━━━━━ MATERIAL FOR THIS EXERCISE ━━━━━

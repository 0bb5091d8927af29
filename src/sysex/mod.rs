// Copyright (c) 2026 Robert L. Snyder, Sierra Vista, AZ
// Licensed under the MIT License. See LICENSE file in the project root for details.

//! SysEx codec for the Matriarch global parameter protocol.
//!
//! Frames are built and parsed with their 0xF0/0xF7 delimiters attached,
//! which is the form the MIDI backends deliver and accept.

pub mod codec;

pub use codec::{
    combine_7bit, decode_response, encode_query, encode_response, encode_set, format_for_log,
    is_7bit_clean, is_recognized, split_14bit, SysexResponse, FLAG_OFFSET, GET_PARAM_CMD,
    MANUFACTURER_ID, MAX_VALUE, MIN_FRAME_LEN, SET_PARAM_CMD,
};
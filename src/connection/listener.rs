// Copyright (c) 2026 Robert L. Snyder, Sierra Vista, AZ
// Licensed under the MIT License. See LICENSE file in the project root for details.

//! Background thread draining the input port.

use std::collections::HashMap;
use std::sync::atomic::{AtomicBool, AtomicU8, Ordering};
use std::sync::{Arc, Mutex, PoisonError};
use std::thread::{self, JoinHandle};
use std::time::{Duration, Instant};

use tracing::{debug, error, trace, warn};

use super::events::EventHandlers;
use super::pending::PendingQueries;
use crate::midi::{InputClosed, InputPort, MidiMessage};
use crate::sysex;

const RUNNING: u8 = 0;
const STOP_REQUESTED: u8 = 1;
const STOPPED: u8 = 2;

/// Lifecycle of the listener thread
#[derive(Debug, Clone, Copy, PartialEq, Eq)]
pub enum ListenerState {
    Running,
    StopRequested,
    Stopped,
}

impl ListenerState {
    fn from_u8(value: u8) -> Self {
        match value {
            RUNNING => ListenerState::Running,
            STOP_REQUESTED => ListenerState::StopRequested,
            _ => ListenerState::Stopped,
        }
    }
}

/// State the listener shares with the manager
#[derive(Clone)]
pub struct ListenerContext {
    pub pending: Arc<PendingQueries>,
    pub cache: Arc<Mutex<HashMap<u8, u16>>>,
    pub events: Arc<EventHandlers>,
    /// Cleared when the input disappears underneath us
    pub link_alive: Arc<AtomicBool>,
}

impl ListenerContext {
    fn handle(&self, bytes: &[u8]) {
        let Some(message) = MidiMessage::parse(bytes) else {
            return;
        };

        if self.events.wants_traffic() {
            self.events.traffic(&format!("IN:  {}", message), true);
        }

        match message {
            MidiMessage::SysEx(frame) => self.handle_sysex(&frame),
            MidiMessage::ControlChange {
                channel,
                controller,
                value,
            } => {
                debug!("CC{} = {} on channel {}", controller, value, channel + 1);
            }
            other => trace!("Ignoring {}", other),
        }
    }

    fn handle_sysex(&self, frame: &[u8]) {
        if !sysex::is_recognized(frame) {
            debug!("Ignoring foreign SysEx ({} bytes)", frame.len());
            return;
        }

        let response = match sysex::decode_response(frame) {
            Ok(response) => response,
            Err(e) => {
                warn!("Dropping SysEx frame: {}", e);
                return;
            }
        };

        self.cache
            .lock()
            .unwrap_or_else(PoisonError::into_inner)
            .insert(response.parameter_id, response.value);

        let awaited = self.pending.resolve(response.parameter_id, response.value);
        debug!(
            "Parameter update: {} = {} (unit {}, awaited: {})",
            response.parameter_id, response.value, response.unit_id, awaited
        );

        self.events
            .parameter_update(response.parameter_id, response.value);
    }

    fn input_lost(&self) {
        error!("MIDI input closed unexpectedly");
        self.link_alive.store(false, Ordering::SeqCst);
        let cancelled = self.pending.cancel_all();
        if cancelled > 0 {
            debug!("Cancelled {} pending queries", cancelled);
        }
        self.events.error("MIDI input disconnected");
    }
}

/// Handle to a running listener thread
pub struct Listener {
    state: Arc<AtomicU8>,
    handle: Option<JoinHandle<()>>,
}

impl Listener {
    /// Start draining `input` on a new thread.
    ///
    /// `poll_interval` bounds how long the thread waits on the port before
    /// checking whether it was asked to stop.
    pub fn spawn(
        input: InputPort,
        context: ListenerContext,
        poll_interval: Duration,
    ) -> std::io::Result<Self> {
        let state = Arc::new(AtomicU8::new(RUNNING));
        let thread_state = Arc::clone(&state);

        let handle = thread::Builder::new()
            .name("midi-listener".to_string())
            .spawn(move || {
                debug!("MIDI listen thread started");
                run(&input, &context, &thread_state, poll_interval);
                thread_state.store(STOPPED, Ordering::SeqCst);
                debug!("MIDI listen thread stopped");
            })?;

        Ok(Self {
            state,
            handle: Some(handle),
        })
    }

    pub fn state(&self) -> ListenerState {
        ListenerState::from_u8(self.state.load(Ordering::SeqCst))
    }

    pub fn is_running(&self) -> bool {
        self.state() == ListenerState::Running
    }

    fn request_stop(&self) {
        let _ = self.state.compare_exchange(
            RUNNING,
            STOP_REQUESTED,
            Ordering::SeqCst,
            Ordering::SeqCst,
        );
    }

    /// Ask the thread to exit and wait up to `timeout` for it.
    ///
    /// Returns false if the thread was still running at the deadline; it is
    /// then left to finish on its own.
    pub fn stop(mut self, timeout: Duration) -> bool {
        self.request_stop();

        let Some(handle) = self.handle.take() else {
            return true;
        };

        let deadline = Instant::now() + timeout;
        while !handle.is_finished() {
            if Instant::now() >= deadline {
                warn!("MIDI listen thread did not stop within {:?}", timeout);
                return false;
            }
            thread::sleep(Duration::from_millis(1));
        }

        if handle.join().is_err() {
            error!("MIDI listen thread panicked");
        }
        true
    }
}

impl Drop for Listener {
    fn drop(&mut self) {
        self.request_stop();
    }
}

fn run(input: &InputPort, context: &ListenerContext, state: &AtomicU8, poll_interval: Duration) {
    while state.load(Ordering::SeqCst) == RUNNING {
        match input.recv_timeout(poll_interval) {
            Ok(Some(bytes)) => context.handle(&bytes),
            Ok(None) => {}
            Err(InputClosed::Disconnected) => {
                if state.load(Ordering::SeqCst) == RUNNING {
                    context.input_lost();
                }
                break;
            }
        }
    }
}
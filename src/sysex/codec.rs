// Copyright (c) 2026 Robert L. Snyder, Sierra Vista, AZ
// Licensed under the MIT License. See LICENSE file in the project root for details.

//! Encoding and decoding of parameter query/set frames.
//!
//! Frame layout (offsets include the 0xF0 delimiter):
//!
//! ```text
//! F0 04 17 <cmd> <param> <msb> <lsb> 00 00 00 00 00 00 00 <flag> <unit> F7
//! ```
//!
//! Queries carry ten zero bytes after the parameter id instead of the value
//! pair. The instrument answers a query with a set-command frame whose flag
//! byte is 1.

use std::fmt::Write as _;

use crate::error::{Error, Result};
use crate::midi::messages::{SYSEX_END, SYSEX_START};

/// Moog Music manufacturer id
pub const MANUFACTURER_ID: [u8; 2] = [0x04, 0x17];

/// Set a parameter (host) or report a parameter (device)
pub const SET_PARAM_CMD: u8 = 0x23;

/// Query a parameter
pub const GET_PARAM_CMD: u8 = 0x3E;

/// Smallest full frame the decoder accepts
pub const MIN_FRAME_LEN: usize = 16;

/// Offset of the response flag within a full frame
pub const FLAG_OFFSET: usize = 14;

/// Largest value the set encoding can carry with 7-bit clean bytes
pub const MAX_VALUE: u16 = 16383;

/// Smallest payload (delimiters stripped) worth attempting to decode
const MIN_RECOGNIZED_PAYLOAD: usize = 14;

const QUERY_PADDING: usize = 10;
const SET_PADDING: usize = 8;

/// A decoded parameter frame
#[derive(Debug, Clone, Copy, PartialEq, Eq)]
pub struct SysexResponse {
    pub parameter_id: u8,
    pub value: u16,
    /// Set by the instrument when answering a query
    pub is_response: bool,
    pub unit_id: u8,
}

/// Build a query for `parameter_id` addressed to `unit_id`.
pub fn encode_query(parameter_id: u8, unit_id: u8) -> Vec<u8> {
    let mut frame = Vec::with_capacity(6 + QUERY_PADDING + 1);
    frame.push(SYSEX_START);
    frame.extend_from_slice(&MANUFACTURER_ID);
    frame.push(GET_PARAM_CMD);
    frame.push(parameter_id);
    frame.extend_from_slice(&[0u8; QUERY_PADDING]);
    frame.push(unit_id);
    frame.push(SYSEX_END);
    frame
}

/// Build a set command for `parameter_id`.
///
/// The value is split as `value / 128` and `value % 128`, which the decoder
/// reverses as `msb * 128 + lsb`. Values above [`MAX_VALUE`] are rejected.
pub fn encode_set(parameter_id: u8, value: u16, unit_id: u8) -> Result<Vec<u8>> {
    build_set_frame(parameter_id, value, unit_id, false)
}

/// Build the frame the instrument sends in answer to a query.
pub fn encode_response(parameter_id: u8, value: u16, unit_id: u8) -> Result<Vec<u8>> {
    build_set_frame(parameter_id, value, unit_id, true)
}

fn build_set_frame(parameter_id: u8, value: u16, unit_id: u8, response: bool) -> Result<Vec<u8>> {
    if value > MAX_VALUE {
        return Err(Error::Validation {
            parameter: parameter_id,
            value: i32::from(value),
        });
    }

    let msb = if value >= 128 { value / 128 } else { 0 };
    let lsb = value % 128;

    let mut frame = Vec::with_capacity(MIN_FRAME_LEN + 1);
    frame.push(SYSEX_START);
    frame.extend_from_slice(&MANUFACTURER_ID);
    frame.push(SET_PARAM_CMD);
    frame.push(parameter_id);
    frame.push(msb as u8);
    frame.push(lsb as u8);
    frame.extend_from_slice(&[0u8; SET_PADDING]);
    frame.push(unit_id);
    frame.push(SYSEX_END);

    if response {
        frame[FLAG_OFFSET] = 1;
    }
    Ok(frame)
}

/// Decode a set/response frame into a parameter id and value.
pub fn decode_response(frame: &[u8]) -> Result<SysexResponse> {
    if frame.len() < MIN_FRAME_LEN {
        return Err(Error::FrameTooShort(frame.len()));
    }

    if frame[0] != SYSEX_START || frame[frame.len() - 1] != SYSEX_END {
        return Err(Error::BadFraming);
    }

    if frame[1..3] != MANUFACTURER_ID {
        return Err(Error::UnknownManufacturer(frame[1], frame[2]));
    }

    if frame[3] != SET_PARAM_CMD {
        return Err(Error::UnexpectedCommand(frame[3]));
    }

    let parameter_id = frame[4];
    let value = u16::from(frame[5]) * 128 + u16::from(frame[6]);
    let is_response = frame[FLAG_OFFSET] == 1;
    let unit_id = frame[frame.len() - 2];

    tracing::trace!(
        parameter_id,
        value,
        is_response,
        unit_id,
        "decoded parameter frame"
    );

    Ok(SysexResponse {
        parameter_id,
        value,
        is_response,
        unit_id,
    })
}

/// Quick filter run before a full decode.
///
/// True when the frame carries our manufacturer id and is long enough to be
/// a parameter frame.
pub fn is_recognized(frame: &[u8]) -> bool {
    let payload = strip_delimiters(frame);
    payload.len() >= MIN_RECOGNIZED_PAYLOAD && payload[..2] == MANUFACTURER_ID
}

/// Hex dump for the traffic log, delimiters included.
pub fn format_for_log(frame: &[u8]) -> String {
    let mut out = String::from("SysEx:");
    let framed = frame.first() == Some(&SYSEX_START);

    if !framed {
        let _ = write!(out, " {:02X}", SYSEX_START);
    }
    for byte in frame {
        let _ = write!(out, " {:02X}", byte);
    }
    if !framed {
        let _ = write!(out, " {:02X}", SYSEX_END);
    }
    out
}

fn strip_delimiters(frame: &[u8]) -> &[u8] {
    let frame = frame.strip_prefix(&[SYSEX_START]).unwrap_or(frame);
    frame.strip_suffix(&[SYSEX_END]).unwrap_or(frame)
}

/// Conventional 14-bit split (`value >> 7`, `value & 0x7F`).
///
/// Not used by the set encoding; see [`encode_set`].
pub fn split_14bit(value: u16) -> (u8, u8) {
    (((value >> 7) & 0x7F) as u8, (value & 0x7F) as u8)
}

/// Inverse of [`split_14bit`].
pub fn combine_7bit(msb: u8, lsb: u8) -> u16 {
    (u16::from(msb & 0x7F) << 7) | u16::from(lsb & 0x7F)
}

/// Whether every byte is a valid MIDI data byte
pub fn is_7bit_clean(data: &[u8]) -> bool {
    data.iter().all(|b| *b <= 0x7F)
}

#[cfg(test)]
mod tests {
    use super::*;

    #[test]
    fn test_swing_query_frame() {
        let frame = encode_query(23, 0);
        assert_eq!(frame.len(), 17);
        assert_eq!(frame[0], 0xF0);
        assert_eq!(&frame[1..3], &[0x04, 0x17]);
        assert_eq!(frame[3], 0x3E);
        assert_eq!(frame[4], 23);
        assert!(frame[5..15].iter().all(|b| *b == 0));
        assert_eq!(frame[15], 0);
        assert_eq!(frame[16], 0xF7);
    }

    #[test]
    fn test_query_carries_unit_id() {
        let frame = encode_query(0, 7);
        assert_eq!(frame[frame.len() - 2], 7);
    }

    #[test]
    fn test_set_frame_layout() {
        let frame = encode_set(37, 300, 2).unwrap();
        assert_eq!(
            frame,
            vec![0xF0, 0x04, 0x17, 0x23, 37, 2, 44, 0, 0, 0, 0, 0, 0, 0, 0, 2, 0xF7]
        );
    }

    #[test]
    fn test_set_small_value_has_zero_msb() {
        let frame = encode_set(10, 127, 0).unwrap();
        assert_eq!(frame[5], 0);
        assert_eq!(frame[6], 127);

        let frame = encode_set(10, 128, 0).unwrap();
        assert_eq!(frame[5], 1);
        assert_eq!(frame[6], 0);
    }

    #[test]
    fn test_set_rejects_values_above_max() {
        assert!(encode_set(23, MAX_VALUE, 0).is_ok());
        assert!(matches!(
            encode_set(23, MAX_VALUE + 1, 0),
            Err(Error::Validation { parameter: 23, .. })
        ));
    }

    #[test]
    fn test_set_frames_are_7bit_clean() {
        for value in [0u16, 1, 127, 128, 255, 8192, 16383] {
            let frame = encode_set(71, value, 15).unwrap();
            assert!(is_7bit_clean(&frame[1..frame.len() - 1]), "value {}", value);
        }
    }

    #[test]
    fn test_decode_set_round_trip() {
        for value in [0u16, 1, 64, 127, 128, 129, 200, 255, 256, 8192, 16383] {
            let frame = encode_set(23, value, 0).unwrap();
            let decoded = decode_response(&frame).unwrap();
            assert_eq!(decoded.parameter_id, 23);
            assert_eq!(decoded.value, value);
            assert!(!decoded.is_response);
        }
    }

    #[test]
    fn test_decode_response_flag_and_unit() {
        let frame = encode_response(55, 2, 9).unwrap();
        let decoded = decode_response(&frame).unwrap();
        assert_eq!(
            decoded,
            SysexResponse {
                parameter_id: 55,
                value: 2,
                is_response: true,
                unit_id: 9,
            }
        );
    }

    #[test]
    fn test_decode_too_short() {
        let frame = encode_set(1, 1, 0).unwrap();
        for len in 0..MIN_FRAME_LEN {
            assert!(matches!(
                decode_response(&frame[..len]),
                Err(Error::FrameTooShort(n)) if n == len
            ));
        }
    }

    #[test]
    fn test_decode_bad_framing() {
        let mut frame = encode_set(1, 1, 0).unwrap();
        frame[0] = 0x00;
        assert!(matches!(decode_response(&frame), Err(Error::BadFraming)));

        let mut frame = encode_set(1, 1, 0).unwrap();
        frame.pop();
        frame.push(0x00);
        assert!(matches!(decode_response(&frame), Err(Error::BadFraming)));
    }

    #[test]
    fn test_decode_unknown_manufacturer() {
        let frame = encode_set(3, 2, 0).unwrap();
        for index in [1usize, 2] {
            let mut altered = frame.clone();
            altered[index] ^= 0x40;
            assert!(matches!(
                decode_response(&altered),
                Err(Error::UnknownManufacturer(..))
            ));
        }
    }

    #[test]
    fn test_decode_rejects_query_command() {
        let mut frame = encode_query(3, 0);
        assert!(matches!(
            decode_response(&frame),
            Err(Error::UnexpectedCommand(GET_PARAM_CMD))
        ));

        frame[3] = 0x10;
        assert!(matches!(
            decode_response(&frame),
            Err(Error::UnexpectedCommand(0x10))
        ));
    }

    #[test]
    fn test_is_recognized() {
        assert!(is_recognized(&encode_query(0, 0)));
        assert!(is_recognized(&encode_set(0, 0, 0).unwrap()));

        // Bare payload without delimiters
        let frame = encode_set(0, 0, 0).unwrap();
        assert!(is_recognized(&frame[1..frame.len() - 1]));

        // Other manufacturer
        let mut other = frame.clone();
        other[1] = 0x00;
        assert!(!is_recognized(&other));

        // Too short
        assert!(!is_recognized(&[0xF0, 0x04, 0x17, 0x23, 0xF7]));
        assert!(!is_recognized(&[]));
    }

    #[test]
    fn test_format_for_log() {
        let frame = [0xF0, 0x04, 0x17, 0x3E, 0x17, 0xF7];
        assert_eq!(format_for_log(&frame), "SysEx: F0 04 17 3E 17 F7");

        // Delimiters are re-attached for bare payloads
        assert_eq!(format_for_log(&[0x04, 0x17]), "SysEx: F0 04 17 F7");
    }

    #[test]
    fn test_conventional_14bit_helpers() {
        assert_eq!(split_14bit(16383), (0x7F, 0x7F));
        assert_eq!(split_14bit(128), (1, 0));
        assert_eq!(combine_7bit(0x7F, 0x7F), 16383);
        assert_eq!(combine_7bit(1, 0), 128);
    }
}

━━━━━

◆ WHAT IS REQUIRED
Where a line of the data holds "EventHandlers", show that line.

◆ RESULT BELOW
use super::events::EventHandlers;
    pub events: Arc<EventHandlers>,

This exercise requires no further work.